Schon drohe ich zu versinken. Ich spüre, wie sich mein Gesicht verfärbt. Während Sandra leise kichert, spiele ich in meinem Kopf die Möglichkeiten durch, wie ein Heft mit gespreizten Vaginas hinter die Rückwand des Kühlschrankes gelangt sein könnte. Sandra ist wieder ganz entspannt. Sie tastet mit den Augen neugierig über den Umschlag.
Paul schielt durch die Nebenzimmertür.
„Arschloch! Ich schlag dir den Schädel ein!“
Erschrocken sehe ich auf. Bin verwirrt.
Paul greift nach dem Schöpfer im Topf. Das Schwammerlgulasch spritzt quer über den Esstisch.
Ich bin erstarrt – für eine halbe Sekunde. Das Magazin gleitet aus meinen Fingern. Blitzartig weiche ich zurück und reiße den Schnitzelklopfer von seinem Haken. Ich fuchtle hilflos herum, wirble ihn durch die Luft.
Klack! Wie das Knacken einer Walnuss.
Sandra sackt vor Entsetzen zu Boden. Ein roter Faden rinnt aus Pauls Nase. Er sinkt auf die Knie.
„Das war das letzte Mal“, stöhnt er. „Das letzte Mal!“
Ich lege den Schnitzelklopfer auf die Anrichte. Dann verlasse ich die Hütte. Richard scheißt sich noch immer die Seele aus dem Leib. Josef und Lukas sitzen draußen in der Wiese. Ein gelber Dartpfeil steckt in Josefs Stirn. Trotzdem lächelt er.
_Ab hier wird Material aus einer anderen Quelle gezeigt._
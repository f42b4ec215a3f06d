//! Sequential multi-round decisions.

use crate::collector::VoteCollector;
use crate::consensus::{ConsensusQuestion, ConsensusResult, ConsensusStatus};
use crate::core::{Error, Result};
use crate::orchestrator::Orchestrator;
use serde::{Deserialize, Serialize};
use tokio_util::sync::CancellationToken;
use tracing::{info, warn};

/// Builds round *k*'s question from the results of rounds 1..k-1.
pub type RoundTemplate =
    Box<dyn Fn(&[ConsensusResult]) -> Result<ConsensusQuestion> + Send + Sync>;

/// Workflow lifecycle. Rounds are 1-based.
#[derive(Clone, Debug, PartialEq, Eq, Serialize, Deserialize)]
#[serde(tag = "state", rename_all = "SCREAMING_SNAKE_CASE")]
pub enum WorkflowState {
    NotStarted,
    Running { round: usize },
    Completed,
    Aborted { round: usize, reason: String },
}

/// An ordered list of question templates run one round at a time.
///
/// Every round's question ID is scoped as `{workflow_id}/{question_id}`, so
/// `AuditFilter::by_prefix` on `"{workflow_id}/"` selects exactly this
/// workflow's records.
pub struct DecisionWorkflow {
    id: String,
    templates: Vec<RoundTemplate>,
    halt_on_no_decision: bool,
    cancel: CancellationToken,
    state: WorkflowState,
    results: Vec<ConsensusResult>,
}

impl DecisionWorkflow {
    /// Empty workflow; rounds are added with the builder methods.
    pub fn new(id: impl Into<String>) -> Self {
        Self {
            id: id.into(),
            templates: Vec::new(),
            halt_on_no_decision: false,
            cancel: CancellationToken::new(),
            state: WorkflowState::NotStarted,
            results: Vec::new(),
        }
    }

    /// Append a round.
    pub fn round<F>(self, template: F) -> Self
    where
        F: Fn(&[ConsensusResult]) -> Result<ConsensusQuestion> + Send + Sync + 'static,
    {
        self.boxed_round(Box::new(template))
    }

    /// Append an already boxed round.
    pub fn boxed_round(mut self, template: RoundTemplate) -> Self {
        self.templates.push(template);
        self
    }

    /// Abort when a round ends without a decision.
    pub fn halt_on_no_decision(mut self, halt: bool) -> Self {
        self.halt_on_no_decision = halt;
        self
    }

    /// Token that aborts the workflow. Cancelling mid-round stops that
    /// round's collection; it is audited as `Aborted`.
    pub fn cancellation_token(&self) -> CancellationToken {
        self.cancel.clone()
    }

    /// Prefix for every round's question ID.
    pub fn id(&self) -> &str {
        &self.id
    }

    /// Current lifecycle state.
    pub fn state(&self) -> &WorkflowState {
        &self.state
    }

    /// Results of the rounds that completed, in order.
    pub fn results(&self) -> &[ConsensusResult] {
        &self.results
    }

    /// Run every round in order.
    ///
    /// On abort, returns [`Error::WorkflowAborted`]; [`results`](Self::results)
    /// still holds the rounds that completed before it.
    pub async fn run<C: VoteCollector + 'static>(
        &mut self,
        orchestrator: &Orchestrator<C>,
    ) -> Result<Vec<ConsensusResult>> {
        if self.state != WorkflowState::NotStarted {
            return Err(Error::Internal(format!(
                "workflow {} has already run",
                self.id
            )));
        }

        info!(workflow_id = %self.id, rounds = self.templates.len(), "Starting workflow");

        for index in 0..self.templates.len() {
            let round = index + 1;
            if self.cancel.is_cancelled() {
                return Err(self.abort(round, "cancelled before round started".to_string()));
            }
            self.state = WorkflowState::Running { round };

            let mut question = match (self.templates[index])(&self.results) {
                Ok(question) => question,
                Err(err) => return Err(self.abort(round, format!("template failed: {}", err))),
            };
            question.question_id = format!("{}/{}", self.id, question.question_id);

            info!(
                workflow_id = %self.id,
                round,
                question_id = %question.question_id,
                "Submitting workflow round"
            );

            let result = match orchestrator
                .submit_cancellable(question, self.cancel.clone())
                .await
            {
                Ok(result) => result,
                Err(err) => return Err(self.abort(round, format!("question rejected: {}", err))),
            };

            match result.status {
                ConsensusStatus::Aborted => {
                    return Err(self.abort(round, "cancelled during round".to_string()));
                }
                ConsensusStatus::InsufficientQuorum if self.halt_on_no_decision => {
                    let reason = format!(
                        "no decision: {} votes received, {} missing",
                        result.votes_received.len(),
                        result.votes_missing.len()
                    );
                    return Err(self.abort(round, reason));
                }
                _ => {}
            }

            info!(
                workflow_id = %self.id,
                round,
                status = %result.status,
                decision = ?result.final_decision,
                "Workflow round finished"
            );
            self.results.push(result);
        }

        self.state = WorkflowState::Completed;
        info!(workflow_id = %self.id, rounds = self.results.len(), "Workflow completed");
        Ok(self.results.clone())
    }

    fn abort(&mut self, round: usize, reason: String) -> Error {
        warn!(
            workflow_id = %self.id,
            round,
            completed = self.results.len(),
            %reason,
            "Workflow aborted"
        );
        self.state = WorkflowState::Aborted {
            round,
            reason: reason.clone(),
        };
        Error::WorkflowAborted {
            workflow_id: self.id.clone(),
            round,
            reason,
        }
    }
}

impl std::fmt::Debug for DecisionWorkflow {
    fn fmt(&self, f: &mut std::fmt::Formatter<'_>) -> std::fmt::Result {
        f.debug_struct("DecisionWorkflow")
            .field("id", &self.id)
            .field("rounds", &self.templates.len())
            .field("halt_on_no_decision", &self.halt_on_no_decision)
            .field("state", &self.state)
            .field("completed", &self.results.len())
            .finish()
    }
}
Ich denke an Boethius, den Trostlosen, an den geknechteten Willen, und ich denke an Gott und sein blutiges Gemälde.
„Wo ist die Schere?“, ruft Lukas.
Ich zeige auf die Tür.
„Drinnen.“
Es ist kühl, windig. Nicht verweilen. Im Verharren kommen die Gedanken. Ich wanke auf das Tor zu. Irgendjemand spricht hinter mir. Aber die Worte werden mit jedem Schritt leiser. Verschwimmen. Immer weiter, Meter für Meter, gehe ich fort.
ROLAND GROHS
wurde 1993 in der Obersteiermark geboren. Im Winter 2021 erschien sein dystopischer Roman Golem, im Frühjahr 2022 sein Schelmenroman Joe baut ein Meer. Roland Grohs ist mehrfacher Judo-Landesmeister und Träger des 3. Dan.